Woods studied at Ohio Wesleyan University with a bachelor's degree in 1964 and at Harvard University with a master's degree in applied mathematics in 1965 and a doctorate in computer science with Susumo Kuno in 1968 (Semantics for a Question Answering System). In 1967 he became an assistant professor at Harvard University. In 1970 he went to Bolt Beranek and Newman , where he was Principal Scientist in the Artificial Intelligence department from 1976 to 1983. From 1983 to 1988 he was Chief Scientist of Applied Expert Systems and from 1988 for ON Technology (founded by Mitch Kapor the year before ). From 1985 he was also Professor of Practical Computer Science at Harvard. From 1991 he was Principal Scientist and Distinguished Engineer at Sun Microsystems . From 2007 he was with ITA Software (a software company founded in 1996 for the aviation and travel industry), and when it was acquired by Google in 2010 he was there too.

From 1978 he was a Fulbright Scholar at the University of Sussex and 1974/75 Lecturer at MIT.
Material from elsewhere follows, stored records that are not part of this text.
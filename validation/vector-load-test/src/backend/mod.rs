//! Vector database client abstraction.

mod rest;

pub use rest::RestBackend;

use async_trait::async_trait;
use serde::{Deserialize, Serialize};

use crate::config::{MetricType, RunConfig};
use crate::error::BackendError;
use crate::workload::InsertBatch;

/// Result type for backend calls.
pub type BackendResult<T> = std::result::Result<T, BackendError>;

/// Operations the harness needs from a vector database.
///
/// Implementations are shared by every concurrent invocation of a run and
/// must be safe to call from many tasks at once.
#[async_trait]
pub trait VectorBackend: Send + Sync {
    async fn has_collection(&self, collection: &str) -> BackendResult<bool>;

    async fn drop_collection(&self, collection: &str) -> BackendResult<()>;

    async fn create_collection(&self, schema: &CollectionSchema) -> BackendResult<()>;

    async fn create_partition(&self, collection: &str, partition: &str) -> BackendResult<()>;

    async fn create_index(&self, collection: &str, index: &IndexSpec) -> BackendResult<()>;

    async fn load_collection(&self, collection: &str) -> BackendResult<()>;

    /// Insert a batch of rows. Returns the number of rows acknowledged.
    async fn insert(
        &self,
        collection: &str,
        partition: &str,
        fields: &FieldNames,
        batch: &InsertBatch,
    ) -> BackendResult<u64>;

    /// Run a similarity search. Returns the number of hits across all queries.
    async fn search(&self, request: &SearchRequest<'_>) -> BackendResult<usize>;
}

/// Scalar and vector column types used by the harness schema.
#[derive(Debug, Clone, Copy, PartialEq, Eq, Serialize, Deserialize)]
pub enum DataType {
    Int64,
    Double,
    FloatVector,
}

#[derive(Debug, Clone, PartialEq)]
pub struct FieldSchema {
    pub name: String,
    pub data_type: DataType,
    pub primary_key: bool,
    pub dim: Option<usize>,
}

#[derive(Debug, Clone, PartialEq)]
pub struct CollectionSchema {
    pub name: String,
    pub fields: Vec<FieldSchema>,
    pub shards_num: u32,
}

impl CollectionSchema {
    /// Schema with an Int64 primary key, a Double scalar and a float vector field.
    pub fn from_config(config: &RunConfig) -> Self {
        let c = &config.collection;
        Self {
            name: c.name.clone(),
            fields: vec![
                FieldSchema {
                    name: c.pk_field.clone(),
                    data_type: DataType::Int64,
                    primary_key: true,
                    dim: None,
                },
                FieldSchema {
                    name: c.scalar_field.clone(),
                    data_type: DataType::Double,
                    primary_key: false,
                    dim: None,
                },
                FieldSchema {
                    name: c.vector_field.clone(),
                    data_type: DataType::FloatVector,
                    primary_key: false,
                    dim: Some(c.dim),
                },
            ],
            shards_num: c.shards_num,
        }
    }
}

#[derive(Debug, Clone, PartialEq)]
pub struct IndexSpec {
    pub field: String,
    pub index_type: String,
    pub metric: MetricType,
    pub nlist: Option<u32>,
}

impl IndexSpec {
    pub fn from_config(config: &RunConfig) -> Self {
        Self {
            field: config.collection.vector_field.clone(),
            index_type: config.index.index_type.clone(),
            metric: config.index.metric,
            nlist: config.index.nlist,
        }
    }
}

/// Column names for insert payloads.
#[derive(Debug, Clone, PartialEq)]
pub struct FieldNames {
    pub pk: String,
    pub scalar: String,
    pub vector: String,
}

impl FieldNames {
    pub fn from_config(config: &RunConfig) -> Self {
        Self {
            pk: config.collection.pk_field.clone(),
            scalar: config.collection.scalar_field.clone(),
            vector: config.collection.vector_field.clone(),
        }
    }
}

/// A similarity search against one collection.
#[derive(Debug, Clone)]
pub struct SearchRequest<'a> {
    pub collection: &'a str,
    pub partitions: &'a [String],
    pub filter: &'a str,
    pub output_fields: &'a [String],
    pub vectors: &'a [Vec<f32>],
    pub vector_field: &'a str,
    pub metric: MetricType,
    pub top_k: usize,
    pub nprobe: u32,
}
Woods built one of the first natural language question-and-answer systems at BBN, called LUNAR, because it was based on the Apollo 11 lunar rock samples. In addition to processing natural language, he dealt with knowledge representation (semantic networks, participation in the development of KL-ONE by his doctoral student Ronald Brachman at BBN from the end of the 1970s) with the understanding of continuously spoken language under aspects of AI. He also dealt with knowledge-based search technology.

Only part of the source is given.